Un homme porte un enfant blessé à Alep
Un homme porte un enfant blessé à Alep - © BULENT KILIC (AFP)

Alep, c'est la deuxième ville de Syrie et elle est devenue un champ de bataille. C'est peut-être même là que l'avenir du conflit se joue, entre les forces du régime et les insurgés.

Suivant sa stratégie habituelle, l'armée a commencé à pilonner dès l'aube la deuxième ville du pays. Des hélicoptères d'attaques et des chasseurs de l'armée de l'air syrienne sont déjà à l'oeuvre, appuyés par des tirs de mortiers tirés depuis l'extérieur de la ville et on apprend ce vendredi matin la défection d'une parlementaire, représentant justement la province d'Alep.
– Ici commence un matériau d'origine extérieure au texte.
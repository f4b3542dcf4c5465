//! Operation-centric modules for AVX2 kernels
//!
//! Each module groups the kernels that share lane shuffles; the backend in
//! the parent module forwards trait calls to these functions.

pub mod arith;
pub mod complex;
pub mod convert;
pub mod reduce;
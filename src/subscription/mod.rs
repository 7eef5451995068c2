//! Durable catch-up subscriptions over the event store.
//!
//! A subscription consumes an aggregate type's event stream from a
//! persisted resume point, delivering events to a handler and advancing
//! the resume point as batches are acknowledged. Delivery is at-least-once:
//! the resume point is persisted on stop and on reset, so a crash without a
//! clean stop re-delivers from the last persisted position.

mod batched;
mod resume;

use std::sync::Arc;
use std::time::Duration;

use async_trait::async_trait;
use thiserror::Error;

use crate::eventstore::{AggregateType, GlobalEventOrder, PersistedEvent, SubscriberId, Tenant};
use crate::retry::RetryBackoff;

pub use batched::BatchedSubscription;
pub use resume::{
    DurableSubscriptionRepository, PostgresDurableSubscriptionRepository, SubscriptionResumePoint,
};

/// Errors surfaced to subscription callers. Per-batch handler failures are
/// not errors at this level; they are retried and ultimately skipped.
#[derive(Debug, Error)]
pub enum SubscriptionError {
    #[error(transparent)]
    Sqlx(#[from] sqlx::Error),
}

pub type SubscriptionResult<T> = Result<T, SubscriptionError>;

/// Receives events in groups of up to `max_batch_size` collected within
/// `max_latency`.
#[async_trait]
pub trait BatchedEventHandler: Send + Sync {
    /// Handles one batch. An error triggers the subscription's retry
    /// policy; once exhausted the batch is skipped.
    async fn handle_batch(&self, events: &[PersistedEvent]) -> anyhow::Result<()>;

    /// Called when the subscription's resume point is reset, before
    /// consumption restarts. Errors are logged, never propagated.
    async fn on_reset_from(&self, _order: GlobalEventOrder) -> anyhow::Result<()> {
        Ok(())
    }
}

/// Called when a subscription unsubscribes, so an owning manager can drop
/// its registration.
pub type UnsubscribeCallback = Arc<dyn Fn(&SubscriberId, &AggregateType) + Send + Sync>;

/// Tuning for a batched subscription.
#[derive(Debug, Clone)]
pub struct SubscriptionConfig {
    /// Largest batch handed to the handler. Must be greater than 0.
    pub max_batch_size: usize,
    /// Ceiling on how long the first event of a pending batch waits before
    /// the batch is delivered regardless of size.
    pub max_latency: Duration,
    /// Events fetched from the store per poll round trip.
    pub poll_batch_size: usize,
    /// How long the store waits between polls at the stream head.
    pub poll_interval: Duration,
    /// Retry policy for failed batch deliveries.
    pub retry: RetryBackoff,
}

impl Default for SubscriptionConfig {
    fn default() -> Self {
        Self {
            max_batch_size: 100,
            max_latency: Duration::from_millis(250),
            poll_batch_size: 100,
            poll_interval: Duration::from_millis(100),
            retry: RetryBackoff::default(),
        }
    }
}

/// Common surface of event store subscriptions.
#[async_trait]
pub trait EventStoreSubscription: Send + Sync {
    fn subscriber_id(&self) -> &SubscriberId;

    fn aggregate_type(&self) -> &AggregateType;

    fn only_include_events_for_tenant(&self) -> Option<&Tenant>;

    fn is_started(&self) -> bool;

    /// Whether the subscription is consuming right now. For non-exclusive
    /// subscriptions this equals [`is_started`](Self::is_started).
    fn is_active(&self) -> bool;

    /// Whether this subscription requires exclusive (locked) access to the
    /// stream.
    fn is_exclusive(&self) -> bool;

    /// Whether event handling joins a surrounding transaction.
    fn is_in_transaction(&self) -> bool;

    async fn start(&self) -> SubscriptionResult<()>;

    async fn stop(&self);

    /// Rewinds (or fast-forwards) the subscription to `order`. When
    /// started, consumption is stopped, the resume point overridden and
    /// persisted, `processor` invoked, and consumption restarted; when
    /// stopped, the same minus the lifecycle.
    async fn reset_from(
        &self,
        order: GlobalEventOrder,
        processor: Box<dyn FnOnce(GlobalEventOrder) + Send>,
    ) -> SubscriptionResult<()>;

    async fn current_resume_point(&self) -> Option<SubscriptionResumePoint>;

    fn unsubscribe(&self);
}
Elle est passée en Turquie, dénonçant la répression et la torture sauvage auxquelles ce régime soumet toute une nation. C'est la première parlementaire à rompre avec le pouvoir syrien. Il faut dire que c'est sa ville, Alep, qui est désormais en point de mire.

Bachar el-Assad semble avoir mis toutes ses forces dans la bataille d'Alep, une bataille qu'il ne peut se permettre de perdre.

La stratégie des centaines de rebelles dispersés dans la ville est de rester constamment en mouvement. Des dizaines de milliers d'habitants ont fui vers le Nord, dans des régions rurales abandonnées par l'armée. De nombreux habitants se sont réfugiés dans des abris, dont des écoles. Ils attendent, terrifiés, l'assaut final.